Aetiology (case series).

LEVEL OF EVIDENCE

OBJECTIVE

To examine brain responses to bladder filling in young women with Fowler's syndrome (FS, a sphincter abnormality manifested by impaired voiding and bladder sensation), treated with sacral neuromodulation (SNM).

PATIENTS AND METHODS

Six women, aged 18-39 years with FS underwent functional brain magnetic resonance imaging (fMRI) immediately after SNM and when untreated (baseline). Data were collected at four sessions: after SNM with an empty and a full bladder, and at baseline with an empty and a full bladder. In each session, 280 whole-brain scans were acquired while repeatedly infusing and withdrawing 50 mL of saline, using push-buttons to report changing desire to void.
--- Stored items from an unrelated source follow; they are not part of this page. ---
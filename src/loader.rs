//! Load orchestration: fetch → store, guarded by a liveness flag.
//!
//! The consumer that started a load owns its [`Liveness`].  Once cancelled
//! (view torn down), a result that arrives later is dropped without touching
//! the store.

use std::sync::atomic::{AtomicBool, Ordering};
use std::sync::Arc;

use log::{debug, info, warn};
use tokio::task::JoinHandle;

use crate::fetch::{load_building_data, CartographyClient, FetchError};
use crate::store::BuildingStore;
use crate::types::BuildingId;

/// Shared "is the consumer still there" flag.  Starts alive.
#[derive(Debug, Clone)]
pub struct Liveness(Arc<AtomicBool>);

impl Default for Liveness {
    fn default() -> Self {
        Self::new()
    }
}

impl Liveness {
    pub fn new() -> Self {
        Self(Arc::new(AtomicBool::new(true)))
    }

    pub fn is_alive(&self) -> bool {
        self.0.load(Ordering::Acquire)
    }

    pub fn cancel(&self) {
        self.0.store(false, Ordering::Release);
    }
}

#[derive(Debug, Clone, Copy, PartialEq, Eq)]
pub enum LoadOutcome {
    /// Data (or the error) was written to the store.
    Applied,
    /// The consumer went away first; the store was not touched.
    Discarded,
}

pub struct BuildingLoader<C: ?Sized> {
    client: Arc<C>,
    store: Arc<BuildingStore>,
}

impl<C: ?Sized> Clone for BuildingLoader<C> {
    fn clone(&self) -> Self {
        Self {
            client: self.client.clone(),
            store: self.store.clone(),
        }
    }
}

impl<C> BuildingLoader<C>
where
    C: CartographyClient + ?Sized + 'static,
{
    pub fn new(client: Arc<C>, store: Arc<BuildingStore>) -> Self {
        Self { client, store }
    }

    /// Run one load to completion.
    ///
    /// Sets loading and clears the previous error, then either applies the
    /// whole data set or records the error message.  Previous data is left
    /// in place on failure.
    pub async fn load(
        &self,
        building_id: BuildingId,
        liveness: &Liveness,
    ) -> Result<LoadOutcome, FetchError> {
        if !liveness.is_alive() {
            return Ok(LoadOutcome::Discarded);
        }

        self.store.set_loading(true);
        self.store.set_error(None);

        let result = load_building_data(self.client.as_ref(), building_id).await;

        if !liveness.is_alive() {
            debug!("[loader] building {} result discarded (consumer gone)", building_id);
            return Ok(LoadOutcome::Discarded);
        }

        match result {
            Ok(data) => {
                self.store.apply_building_data(data);
                self.store.set_loading(false);
                info!("[loader] building {} applied", building_id);
                Ok(LoadOutcome::Applied)
            }
            Err(e) => {
                warn!("[loader] building {} failed: {}", building_id, e);
                self.store.set_error(Some(e.to_string()));
                self.store.set_loading(false);
                Err(e)
            }
        }
    }

    /// Run [`load`](Self::load) on the runtime.  Dropping the handle cancels
    /// the load's effect on the store.
    pub fn spawn(&self, building_id: BuildingId) -> LoadHandle {
        let liveness = Liveness::new();
        let loader = self.clone();
        let task_liveness = liveness.clone();
        let task = tokio::spawn(async move { loader.load(building_id, &task_liveness).await });
        LoadHandle {
            liveness,
            task: Some(task),
        }
    }
}

/// An in-flight spawned load.
pub struct LoadHandle {
    liveness: Liveness,
    task: Option<JoinHandle<Result<LoadOutcome, FetchError>>>,
}

impl LoadHandle {
    pub fn liveness(&self) -> &Liveness {
        &self.liveness
    }

    /// Mark the load stale.  The fetch itself may still finish.
    pub fn cancel(&self) {
        self.liveness.cancel();
    }

    /// Wait for the load.  A task that did not run to completion counts as
    /// discarded.
    pub async fn join(mut self) -> Result<LoadOutcome, FetchError> {
        let Some(task) = self.task.take() else {
            return Ok(LoadOutcome::Discarded);
        };
        match task.await {
            Ok(result) => result,
            Err(e) => {
                warn!("[loader] load task ended abnormally: {}", e);
                Ok(LoadOutcome::Discarded)
            }
        }
    }
}

impl Drop for LoadHandle {
    fn drop(&mut self) {
        if self.task.is_some() {
            self.liveness.cancel();
        }
    }
}
//! Derived POI view: floor + search filtering with a per-store memo.
//!
//! [`FilterCache::get`] returns the *same* `Arc` while its three inputs are
//! unchanged.  Consumers compare with `Arc::ptr_eq` to skip re-rendering.

use std::sync::Arc;

use crate::types::{FloorId, Poi};

/// `pois` restricted to `floor` (all when `None`) and to entries whose name
/// or category name contains `query` case-insensitively (all when blank).
/// Source order is kept.
pub fn filter_pois(pois: &[Poi], floor: Option<FloorId>, query: &str) -> Vec<Poi> {
    let needle = query.trim().to_lowercase();
    pois.iter()
        .filter(|poi| floor.map_or(true, |f| poi.floor_id == f))
        .filter(|poi| needle.is_empty() || matches_query(poi, &needle))
        .cloned()
        .collect()
}

fn matches_query(poi: &Poi, needle: &str) -> bool {
    poi.name.to_lowercase().contains(needle)
        || poi
            .category_name
            .as_deref()
            .is_some_and(|c| c.to_lowercase().contains(needle))
}

// ---------------------------------------------------------------------------
// Memo
// ---------------------------------------------------------------------------

struct Entry {
    /// Held (not just its address) so the allocation cannot be reused by a
    /// different POI list while cached.
    pois: Arc<Vec<Poi>>,
    floor: Option<FloorId>,
    query: String,
    result: Arc<Vec<Poi>>,
}

/// Last inputs + last result.  One per store instance.
#[derive(Default)]
pub struct FilterCache {
    last: Option<Entry>,
    computations: u64,
}

impl FilterCache {
    pub fn new() -> Self {
        Self::default()
    }

    pub fn get(
        &mut self,
        pois: &Arc<Vec<Poi>>,
        floor: Option<FloorId>,
        query: &str,
    ) -> Arc<Vec<Poi>> {
        if let Some(e) = &self.last {
            if Arc::ptr_eq(&e.pois, pois) && e.floor == floor && e.query == query {
                return e.result.clone();
            }
        }

        let result = Arc::new(filter_pois(pois, floor, query));
        self.computations += 1;
        self.last = Some(Entry {
            pois: pois.clone(),
            floor,
            query: query.to_string(),
            result: result.clone(),
        });
        result
    }

    /// How many times the filter actually ran.
    pub fn computations(&self) -> u64 {
        self.computations
    }

    pub fn clear(&mut self) {
        self.last = None;
    }
}

impl std::fmt::Debug for FilterCache {
    fn fmt(&self, f: &mut std::fmt::Formatter<'_>) -> std::fmt::Result {
        f.debug_struct("FilterCache")
            .field("cached", &self.last.is_some())
            .field("computations", &self.computations)
            .finish()
    }
}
Data were analysed using Statistical Parametric Mapping.

RESULTS

At baseline with an empty bladder, extensive responses (contrast = infusion-withdrawal) were almost exclusively negative ('deactivations'), e.g. in the right insula, seat of visceral sensation. Increased bladder volume and/or SNM treatment reduced deactivations and strengthened normal (positive) responses, e.g. in the periaqueductal grey (PAG) terminus of ascending spinal afferents. At baseline, there was significant correlation of brain responses with maximum urethral closure pressure.

CONCLUSION

These data show that brain responses to bladder filling are abnormal in FS. The explanation for this that best explains the evidence is that the primary abnormality is an overactive urethra that generates abnormally strong inhibitory afferent signals, so effectively blocking bladder afferent activity at the sacral level and deactivating the PAG and higher centres, with consequent loss of bladder sensation and ability to void. Apparently, a normal mechanism for suppression of incontinence involving the striated urethral sphincter becomes exaggerated in FS and prevents voiding. SNM seems to act at the sacral level, by blocking inhibition by urethral afferents.